Your instructions:
Only the lines from the one containing "#[derive(Clone, Debug)]" through the one containing "Some(token) if !token.trim().is_empty()" should be printed, exactly as they appear below, with both ends included.

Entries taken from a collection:
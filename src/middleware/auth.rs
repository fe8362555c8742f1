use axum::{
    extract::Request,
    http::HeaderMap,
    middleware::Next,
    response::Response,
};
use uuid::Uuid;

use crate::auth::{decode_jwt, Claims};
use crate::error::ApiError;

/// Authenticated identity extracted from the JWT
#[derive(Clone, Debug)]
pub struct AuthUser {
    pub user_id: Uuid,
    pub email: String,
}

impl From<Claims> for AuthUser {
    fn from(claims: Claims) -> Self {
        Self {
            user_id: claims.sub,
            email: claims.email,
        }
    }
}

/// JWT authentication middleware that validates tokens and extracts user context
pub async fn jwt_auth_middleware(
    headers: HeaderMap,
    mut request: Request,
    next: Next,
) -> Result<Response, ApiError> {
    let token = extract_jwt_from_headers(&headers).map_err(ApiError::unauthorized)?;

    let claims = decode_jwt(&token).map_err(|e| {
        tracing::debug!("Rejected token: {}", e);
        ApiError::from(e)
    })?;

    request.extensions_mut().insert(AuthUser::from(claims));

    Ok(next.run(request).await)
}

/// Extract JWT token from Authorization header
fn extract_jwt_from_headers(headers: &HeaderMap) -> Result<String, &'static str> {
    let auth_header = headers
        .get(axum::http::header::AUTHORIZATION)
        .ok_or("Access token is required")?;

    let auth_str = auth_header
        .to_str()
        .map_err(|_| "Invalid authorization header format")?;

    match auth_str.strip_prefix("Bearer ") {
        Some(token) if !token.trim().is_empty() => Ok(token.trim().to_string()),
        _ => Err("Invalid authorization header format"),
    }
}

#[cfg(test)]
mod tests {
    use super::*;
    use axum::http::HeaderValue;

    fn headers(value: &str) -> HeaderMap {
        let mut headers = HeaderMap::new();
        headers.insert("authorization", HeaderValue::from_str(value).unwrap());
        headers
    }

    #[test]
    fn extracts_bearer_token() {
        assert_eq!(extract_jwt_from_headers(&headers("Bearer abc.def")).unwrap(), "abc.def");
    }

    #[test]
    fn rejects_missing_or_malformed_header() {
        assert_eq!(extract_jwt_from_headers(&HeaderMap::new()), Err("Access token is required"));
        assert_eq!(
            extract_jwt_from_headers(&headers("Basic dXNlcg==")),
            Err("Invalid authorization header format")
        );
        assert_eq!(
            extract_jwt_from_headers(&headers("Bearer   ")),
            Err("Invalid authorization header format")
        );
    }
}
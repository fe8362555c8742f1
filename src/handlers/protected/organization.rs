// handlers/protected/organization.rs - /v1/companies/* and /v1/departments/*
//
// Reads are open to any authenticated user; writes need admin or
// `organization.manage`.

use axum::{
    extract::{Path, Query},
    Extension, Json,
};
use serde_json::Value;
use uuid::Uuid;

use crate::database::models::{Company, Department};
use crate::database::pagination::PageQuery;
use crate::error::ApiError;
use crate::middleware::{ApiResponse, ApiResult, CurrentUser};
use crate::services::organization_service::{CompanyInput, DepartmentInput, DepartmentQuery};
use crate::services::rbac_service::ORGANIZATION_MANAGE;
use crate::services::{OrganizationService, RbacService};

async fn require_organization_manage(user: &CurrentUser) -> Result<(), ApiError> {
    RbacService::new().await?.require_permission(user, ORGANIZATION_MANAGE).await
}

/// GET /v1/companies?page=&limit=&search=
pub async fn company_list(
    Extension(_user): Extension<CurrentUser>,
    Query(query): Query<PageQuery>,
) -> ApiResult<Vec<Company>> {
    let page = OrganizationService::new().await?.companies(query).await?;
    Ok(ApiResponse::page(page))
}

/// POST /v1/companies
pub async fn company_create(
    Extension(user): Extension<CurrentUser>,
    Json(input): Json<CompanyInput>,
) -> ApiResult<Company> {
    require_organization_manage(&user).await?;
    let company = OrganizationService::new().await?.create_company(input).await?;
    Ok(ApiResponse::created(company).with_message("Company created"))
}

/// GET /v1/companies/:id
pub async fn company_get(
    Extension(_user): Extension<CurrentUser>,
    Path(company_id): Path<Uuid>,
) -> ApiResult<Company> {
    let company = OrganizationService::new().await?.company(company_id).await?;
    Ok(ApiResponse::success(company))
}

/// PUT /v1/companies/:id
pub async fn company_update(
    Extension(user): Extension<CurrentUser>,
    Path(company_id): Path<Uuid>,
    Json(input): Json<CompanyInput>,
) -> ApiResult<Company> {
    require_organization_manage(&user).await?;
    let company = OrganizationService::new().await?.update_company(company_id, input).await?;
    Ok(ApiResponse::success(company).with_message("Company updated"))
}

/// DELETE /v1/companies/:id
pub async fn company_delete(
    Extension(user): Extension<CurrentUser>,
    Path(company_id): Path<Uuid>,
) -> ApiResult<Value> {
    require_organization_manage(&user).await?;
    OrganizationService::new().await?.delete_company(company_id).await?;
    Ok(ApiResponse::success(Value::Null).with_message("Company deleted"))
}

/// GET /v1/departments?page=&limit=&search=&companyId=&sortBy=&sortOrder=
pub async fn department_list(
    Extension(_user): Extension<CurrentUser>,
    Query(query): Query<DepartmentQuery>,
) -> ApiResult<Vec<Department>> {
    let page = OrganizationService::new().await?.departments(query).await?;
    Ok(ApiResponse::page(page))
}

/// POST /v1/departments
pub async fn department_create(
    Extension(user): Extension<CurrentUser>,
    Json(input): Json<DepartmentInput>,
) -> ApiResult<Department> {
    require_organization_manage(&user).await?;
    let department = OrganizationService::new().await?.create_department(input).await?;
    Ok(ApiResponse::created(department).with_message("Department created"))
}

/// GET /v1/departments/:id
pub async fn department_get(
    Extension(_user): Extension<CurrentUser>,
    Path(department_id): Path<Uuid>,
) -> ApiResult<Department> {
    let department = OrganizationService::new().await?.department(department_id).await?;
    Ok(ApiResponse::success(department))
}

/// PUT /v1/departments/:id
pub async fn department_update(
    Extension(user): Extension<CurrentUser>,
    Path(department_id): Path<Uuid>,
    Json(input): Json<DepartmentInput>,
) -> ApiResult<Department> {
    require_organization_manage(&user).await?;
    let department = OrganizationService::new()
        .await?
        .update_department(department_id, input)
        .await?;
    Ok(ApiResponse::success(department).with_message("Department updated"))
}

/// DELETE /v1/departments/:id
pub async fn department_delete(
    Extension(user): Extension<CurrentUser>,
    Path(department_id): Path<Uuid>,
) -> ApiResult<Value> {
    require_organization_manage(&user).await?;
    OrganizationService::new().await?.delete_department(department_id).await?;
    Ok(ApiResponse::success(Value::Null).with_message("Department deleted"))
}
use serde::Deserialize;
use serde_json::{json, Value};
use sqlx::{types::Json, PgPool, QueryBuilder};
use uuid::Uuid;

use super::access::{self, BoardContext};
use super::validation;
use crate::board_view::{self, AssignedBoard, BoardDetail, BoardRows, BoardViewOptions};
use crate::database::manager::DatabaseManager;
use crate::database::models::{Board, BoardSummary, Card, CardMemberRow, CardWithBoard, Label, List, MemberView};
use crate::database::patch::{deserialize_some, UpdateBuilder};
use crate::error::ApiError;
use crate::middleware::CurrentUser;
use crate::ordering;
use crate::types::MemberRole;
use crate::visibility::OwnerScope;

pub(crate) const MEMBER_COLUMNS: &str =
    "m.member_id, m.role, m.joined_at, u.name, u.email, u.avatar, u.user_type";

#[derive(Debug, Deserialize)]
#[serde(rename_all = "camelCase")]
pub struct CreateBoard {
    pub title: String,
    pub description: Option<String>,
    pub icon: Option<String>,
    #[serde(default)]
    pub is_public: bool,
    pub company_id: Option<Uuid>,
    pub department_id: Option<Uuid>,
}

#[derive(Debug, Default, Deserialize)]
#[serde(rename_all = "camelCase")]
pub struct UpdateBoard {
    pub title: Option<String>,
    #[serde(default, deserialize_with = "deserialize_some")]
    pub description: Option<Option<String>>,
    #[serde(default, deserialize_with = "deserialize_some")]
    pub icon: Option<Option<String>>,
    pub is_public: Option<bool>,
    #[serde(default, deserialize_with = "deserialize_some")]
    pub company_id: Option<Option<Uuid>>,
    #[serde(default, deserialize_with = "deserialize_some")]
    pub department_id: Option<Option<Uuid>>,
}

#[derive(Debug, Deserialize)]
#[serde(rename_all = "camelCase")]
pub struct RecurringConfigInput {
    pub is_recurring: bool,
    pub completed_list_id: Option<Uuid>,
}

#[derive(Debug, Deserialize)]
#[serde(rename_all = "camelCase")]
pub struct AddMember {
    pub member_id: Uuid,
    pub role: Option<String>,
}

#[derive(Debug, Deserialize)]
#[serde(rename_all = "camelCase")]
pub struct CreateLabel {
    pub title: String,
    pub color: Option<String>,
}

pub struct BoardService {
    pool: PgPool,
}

Written response:
#[derive(Clone, Debug)]
pub struct AuthUser {
    pub user_id: Uuid,
    pub email: String,
}

impl From<Claims> for AuthUser {
    fn from(claims: Claims) -> Self {
        Self {
            user_id: claims.sub,
            email: claims.email,
        }
    }
}

/// JWT authentication middleware that validates tokens and extracts user context
pub async fn jwt_auth_middleware(
    headers: HeaderMap,
    mut request: Request,
    next: Next,
) -> Result<Response, ApiError> {
    let token = extract_jwt_from_headers(&headers).map_err(ApiError::unauthorized)?;

    let claims = decode_jwt(&token).map_err(|e| {
        tracing::debug!("Rejected token: {}", e);
        ApiError::from(e)
    })?;

    request.extensions_mut().insert(AuthUser::from(claims));

    Ok(next.run(request).await)
}

/// Extract JWT token from Authorization header
fn extract_jwt_from_headers(headers: &HeaderMap) -> Result<String, &'static str> {
    let auth_header = headers
        .get(axum::http::header::AUTHORIZATION)
        .ok_or("Access token is required")?;

    let auth_str = auth_header
        .to_str()
        .map_err(|_| "Invalid authorization header format")?;

    match auth_str.strip_prefix("Bearer ") {
        Some(token) if !token.trim().is_empty() => Ok(token.trim().to_string()),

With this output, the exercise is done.